What is required:
Your reply should contain every record, restated word for word.

(Collected data)
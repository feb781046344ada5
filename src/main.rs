use std::path::PathBuf;

use tracing::{debug, info, warn};

use crate::log_level::LogLevel;
use crate::record::Record;
use crate::scanner::ScanOptions;
use crate::store::CountStore;
use crate::tree::PathTree;

mod export;
mod log_level;
mod record;
mod scanner;
mod store;
mod tree;
mod ui;

type Result<T> = std::result::Result<T, Box<dyn std::error::Error>>;

#[derive(clap::Parser, Debug)]
#[command(
    version,
    about = "Count @todo markers in a source tree and browse the counts per directory.",
    long_about = "Count @todo markers in a source tree and browse the counts per directory. \
                  Each directory shows the total of everything beneath it."
)]
#[command(flatten_help = true)]
pub struct Args {
    /// Source directory to scan. Without it, counts are loaded from --store.
    #[arg()]
    path: Option<PathBuf>,

    /// SQLite file holding the counts. Written after a scan, read otherwise.
    #[arg(long)]
    store: Option<PathBuf>,

    /// Text that marks a line as one @todo.
    #[arg(long, default_value = "* @todo")]
    marker: String,

    /// File extension to scan. Can be repeated.
    #[arg(long = "extension", default_value = "cpp")]
    extensions: Vec<String>,

    /// Path separator used in stored and scanned paths.
    #[arg(long, default_value_t = '/')]
    separator: char,

    /// Sort files and directories by name instead of discovery order.
    #[arg(long)]
    sort: bool,

    /// Report and skip records that conflict with the tree instead of failing.
    #[arg(long)]
    skip_conflicts: bool,

    #[arg(long)]
    dump_json: bool,

    #[arg(long)]
    no_serve: bool,

    /// Address the web page is served on.
    #[arg(long, default_value = "127.0.0.1:3000")]
    addr: String,

    #[arg(long, short, default_value = "info", value_enum)]
    log_level: LogLevel,
}

fn main() -> Result<()> {
    let args = <Args as clap::Parser>::parse();
    setup_tracing(&args.log_level);
    debug!("Parsed CLI arguments: {args:?}");

    let records = collect_records(&args)?;
    let tree = build_tree(&records, args.separator, args.skip_conflicts)?;
    if tree.is_empty() {
        warn!("No @todo found");
    } else {
        info!("{} @todo in {} files", tree.total(), tree.len());
    }

    if args.dump_json {
        let export = tree.to_export_tree();
        let export = if args.sort { export.sorted() } else { export };
        println!("{}", serde_json::to_string_pretty(&export)?);
    }

    if !args.no_serve {
        // Serve the UI (localhost web page).
        ui::serve(
            tree,
            &ui::UiConfig {
                addr: args.addr,
                sort: args.sort,
            },
        )?;
    }

    Ok(())
}

fn setup_tracing(level: &LogLevel) {
    if let Some(level) = level.to_tracing_level() {
        tracing_subscriber::fmt()
            .with_max_level(level)
            .without_time()
            .compact()
            .init();
    }
}

/// Scans the source directory when one is given, saving the result to the
/// store if there is one. Otherwise reads the last saved scan.
fn collect_records(args: &Args) -> Result<Vec<Record>> {
    match (&args.path, &args.store) {
        (Some(path), store) => {
            info!("Scanning {path:?}, please wait");
            let options = ScanOptions {
                marker: args.marker.clone(),
                extensions: args.extensions.clone(),
                separator: args.separator,
            };
            let records = scanner::scan(path, &options)?;
            if let Some(store) = store {
                CountStore::open(store)?.save(&records)?;
                info!("Saved {} records to {store:?}", records.len());
            }
            Ok(records)
        }
        (None, Some(store)) => Ok(CountStore::open(store)?.load()?),
        (None, None) => {
            Err("nothing to do: pass a source directory, --store, or both".into())
        }
    }
}

fn build_tree(records: &[Record], separator: char, skip_conflicts: bool) -> Result<PathTree> {
    let mut tree = PathTree::new(separator);
    if skip_conflicts {
        for (record, err) in tree.insert_all_skipping_conflicts(records) {
            warn!("Skipping {:?} ({}): {err}", record.path, record.count);
        }
    } else {
        tree.insert_all(records)?;
    }
    Ok(tree)
}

Problem solution:
repository feb781046344ada5
filename src/main.rs
use std::path::PathBuf;

use tracing::{debug, info, warn};

use crate::log_level::LogLevel;
use crate::record::Record;
use crate::scanner::ScanOptions;
use crate::store::CountStore;
use crate::tree::PathTree;

mod export;
mod log_level;
mod record;
mod scanner;
mod store;
mod tree;
mod ui;

type Result<T> = std::result::Result<T, Box<dyn std::error::Error>>;

#[derive(clap::Parser, Debug)]
#[command(
    version,
    about = "Count @todo markers in a source tree and browse the counts per directory.",
    long_about = "Count @todo markers in a source tree and browse the counts per directory. \
                  Each directory shows the total of everything beneath it."
)]
#[command(flatten_help = true)]
pub struct Args {
    /// Source directory to scan. Without it, counts are loaded from --store.
    #[arg()]
    path: Option<PathBuf>,

    /// SQLite file holding the counts. Written after a scan, read otherwise.
    #[arg(long)]
    store: Option<PathBuf>,

    /// Text that marks a line as one @todo.
    #[arg(long, default_value = "* @todo")]
    marker: String,

    /// File extension to scan. Can be repeated.
    #[arg(long = "extension", default_value = "cpp")]
    extensions: Vec<String>,

    /// Path separator used in stored and scanned paths.
    #[arg(long, default_value_t = '/')]
    separator: char,

    /// Sort files and directories by name instead of discovery order.
    #[arg(long)]
    sort: bool,

    /// Report and skip records that conflict with the tree instead of failing.
    #[arg(long)]
    skip_conflicts: bool,

    #[arg(long)]
    dump_json: bool,

    #[arg(long)]
    no_serve: bool,

    /// Address the web page is served on.
    #[arg(long, default_value = "127.0.0.1:3000")]
    addr: String,

    #[arg(long, short, default_value = "info", value_enum)]
    log_level: LogLevel,
}

fn main() -> Result<()> {
    let args = <Args as clap::Parser>::parse();
    setup_tracing(&args.log_level);
    debug!("Parsed CLI arguments: {args:?}");

    let records = collect_records(&args)?;
    let tree = build_tree(&records, args.separator, args.skip_conflicts)?;
    if tree.is_empty() {
        warn!("No @todo found");
    } else {
        info!("{} @todo in {} files", tree.total(), tree.len());
    }

    if args.dump_json {
        let export = tree.to_export_tree();
        let export = if args.sort { export.sorted() } else { export };
        println!("{}", serde_json::to_string_pretty(&export)?);
    }

    if !args.no_serve {
        // Serve the UI (localhost web page).
        ui::serve(
            tree,
            &ui::UiConfig {
                addr: args.addr,
                sort: args.sort,
            },
        )?;
    }

    Ok(())
}

fn setup_tracing(level: &LogLevel) {
    if let Some(level) = level.to_tracing_level() {
        tracing_subscriber::fmt()
            .with_max_level(level)
            .without_time()
            .compact()
            .init();
    }
}

/// Scans the source directory when one is given, saving the result to the
/// store if there is one. Otherwise reads the last saved scan.
fn collect_records(args: &Args) -> Result<Vec<Record>> {
    match (&args.path, &args.store) {
        (Some(path), store) => {
            info!("Scanning {path:?}, please wait");
            let options = ScanOptions {
                marker: args.marker.clone(),
                extensions: args.extensions.clone(),
                separator: args.separator,
            };
            let records = scanner::scan(path, &options)?;
            if let Some(store) = store {
                CountStore::open(store)?.save(&records)?;
                info!("Saved {} records to {store:?}", records.len());
            }
            Ok(records)
        }
        (None, Some(store)) => Ok(CountStore::open(store)?.load()?),
        (None, None) => {
            Err("nothing to do: pass a source directory, --store, or both".into())
        }
    }
}

fn build_tree(records: &[Record], separator: char, skip_conflicts: bool) -> Result<PathTree> {
    let mut tree = PathTree::new(separator);
    if skip_conflicts {
        for (record, err) in tree.insert_all_skipping_conflicts(records) {
            warn!("Skipping {:?} ({}): {err}", record.path, record.count);
        }
    } else {
        tree.insert_all(records)?;
    }
    Ok(tree)
}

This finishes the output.